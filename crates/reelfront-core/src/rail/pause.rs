//! Interaction pause controller
//!
//! Pause reasons are tracked independently: pointer hover and keyboard focus
//! are sticky for as long as they last, manual navigation arms a single timed
//! resume. The rail only runs when no reason is left.
//!
//! | event          | effect                                        |
//! |----------------|-----------------------------------------------|
//! | `PointerEnter` | hover reason set                              |
//! | `PointerLeave` | hover reason cleared                          |
//! | `FocusIn`      | focus reason set                              |
//! | `FocusOut`     | focus reason cleared                          |
//! | `ManualNav`    | resume deadline replaced by `now + delay`     |
//! | `TimerFired`   | resume deadline cleared once it has passed    |

use std::time::{Duration, Instant};

use tracing::debug;

/// Observable pause state
#[derive(Debug, Clone, Copy, PartialEq, Eq)]
pub enum PauseMode {
    Running,
    /// Held by hover or focus; any pending deadline is kept underneath
    PausedSticky,
    PausedTimed { deadline: Instant },
}

#[derive(Debug, Clone, Copy, PartialEq, Eq)]
pub enum PauseEvent {
    PointerEnter,
    PointerLeave,
    FocusIn,
    FocusOut,
    ManualNav,
    TimerFired,
}

#[derive(Debug, Clone)]
pub struct PauseController {
    hover: bool,
    focus: bool,
    resume_at: Option<Instant>,
    resume_delay: Duration,
}

impl PauseController {
    pub fn new(resume_delay: Duration) -> Self {
        Self {
            hover: false,
            focus: false,
            resume_at: None,
            resume_delay,
        }
    }

    pub fn resume_delay(&self) -> Duration {
        self.resume_delay
    }

    pub fn mode(&self) -> PauseMode {
        if self.hover || self.focus {
            PauseMode::PausedSticky
        } else if let Some(deadline) = self.resume_at {
            PauseMode::PausedTimed { deadline }
        } else {
            PauseMode::Running
        }
    }

    #[inline]
    pub fn is_paused(&self) -> bool {
        self.mode() != PauseMode::Running
    }

    /// Pending resume deadline, if a timed pause is armed
    pub fn resume_deadline(&self) -> Option<Instant> {
        self.resume_at
    }

    /// Number of live resume timers (0 or 1)
    pub fn pending_timers(&self) -> usize {
        usize::from(self.resume_at.is_some())
    }

    /// Pause now and resume after the configured quiet period
    pub fn pause_then_resume(&mut self, now: Instant) -> PauseMode {
        self.handle(PauseEvent::ManualNav, now)
    }

    pub fn handle(&mut self, event: PauseEvent, now: Instant) -> PauseMode {
        match event {
            PauseEvent::PointerEnter => self.hover = true,
            PauseEvent::PointerLeave => self.hover = false,
            PauseEvent::FocusIn => self.focus = true,
            PauseEvent::FocusOut => self.focus = false,
            PauseEvent::ManualNav => {
                let deadline = now + self.resume_delay;
                if self.resume_at.replace(deadline).is_some() {
                    debug!("resume timer replaced");
                }
            }
            PauseEvent::TimerFired => {
                // A stale firing (deadline moved later) is ignored
                if self.resume_at.is_some_and(|deadline| deadline <= now) {
                    self.resume_at = None;
                }
            }
        }
        self.mode()
    }

    /// Fire the resume timer if its deadline has passed
    ///
    /// Returns `true` when the timer fired during this call.
    pub fn poll(&mut self, now: Instant) -> bool {
        match self.resume_at {
            Some(deadline) if deadline <= now => {
                self.handle(PauseEvent::TimerFired, now);
                debug!(mode = ?self.mode(), "resume timer fired");
                true
            }
            _ => false,
        }
    }

    /// Drop every pause reason and the pending timer
    pub fn cancel(&mut self) {
        self.hover = false;
        self.focus = false;
        self.resume_at = None;
    }
}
++++++++++
■ **Instructions for the task**:
Each line of the data above is to be duplicated exactly.

■ **Solution for this task**:
filename crates/reelfront-core/src/rail/pause.rs
//! Interaction pause controller
//!
//! Pause reasons are tracked independently: pointer hover and keyboard focus
//! are sticky for as long as they last, manual navigation arms a single timed
//! resume. The rail only runs when no reason is left.
//!
//! | event          | effect                                        |
//! |----------------|-----------------------------------------------|
//! | `PointerEnter` | hover reason set                              |
//! | `PointerLeave` | hover reason cleared                          |
//! | `FocusIn`      | focus reason set                              |
//! | `FocusOut`     | focus reason cleared                          |
//! | `ManualNav`    | resume deadline replaced by `now + delay`     |
//! | `TimerFired`   | resume deadline cleared once it has passed    |

use std::time::{Duration, Instant};

use tracing::debug;

/// Observable pause state
#[derive(Debug, Clone, Copy, PartialEq, Eq)]
pub enum PauseMode {
    Running,
    /// Held by hover or focus; any pending deadline is kept underneath
    PausedSticky,
    PausedTimed { deadline: Instant },
}

#[derive(Debug, Clone, Copy, PartialEq, Eq)]
pub enum PauseEvent {
    PointerEnter,
    PointerLeave,
    FocusIn,
    FocusOut,
    ManualNav,
    TimerFired,
}

#[derive(Debug, Clone)]
pub struct PauseController {
    hover: bool,
    focus: bool,
    resume_at: Option<Instant>,
    resume_delay: Duration,
}

impl PauseController {
    pub fn new(resume_delay: Duration) -> Self {
        Self {
            hover: false,
            focus: false,
            resume_at: None,
            resume_delay,
        }
    }

    pub fn resume_delay(&self) -> Duration {
        self.resume_delay
    }

    pub fn mode(&self) -> PauseMode {
        if self.hover || self.focus {
            PauseMode::PausedSticky
        } else if let Some(deadline) = self.resume_at {
            PauseMode::PausedTimed { deadline }
        } else {
            PauseMode::Running
        }
    }

    #[inline]
    pub fn is_paused(&self) -> bool {
        self.mode() != PauseMode::Running
    }

    /// Pending resume deadline, if a timed pause is armed
    pub fn resume_deadline(&self) -> Option<Instant> {
        self.resume_at
    }

    /// Number of live resume timers (0 or 1)
    pub fn pending_timers(&self) -> usize {
        usize::from(self.resume_at.is_some())
    }

    /// Pause now and resume after the configured quiet period
    pub fn pause_then_resume(&mut self, now: Instant) -> PauseMode {
        self.handle(PauseEvent::ManualNav, now)
    }

    pub fn handle(&mut self, event: PauseEvent, now: Instant) -> PauseMode {
        match event {
            PauseEvent::PointerEnter => self.hover = true,
            PauseEvent::PointerLeave => self.hover = false,
            PauseEvent::FocusIn => self.focus = true,
            PauseEvent::FocusOut => self.focus = false,
            PauseEvent::ManualNav => {
                let deadline = now + self.resume_delay;
                if self.resume_at.replace(deadline).is_some() {
                    debug!("resume timer replaced");
                }
            }
            PauseEvent::TimerFired => {
                // A stale firing (deadline moved later) is ignored
                if self.resume_at.is_some_and(|deadline| deadline <= now) {
                    self.resume_at = None;
                }
            }
        }
        self.mode()
    }

    /// Fire the resume timer if its deadline has passed
    ///
    /// Returns `true` when the timer fired during this call.
    pub fn poll(&mut self, now: Instant) -> bool {
        match self.resume_at {
            Some(deadline) if deadline <= now => {
                self.handle(PauseEvent::TimerFired, now);
                debug!(mode = ?self.mode(), "resume timer fired");
                true
            }
            _ => false,
        }
    }

    /// Drop every pause reason and the pending timer
    pub fn cancel(&mut self) {
        self.hover = false;
        self.focus = false;
        self.resume_at = None;
    }
}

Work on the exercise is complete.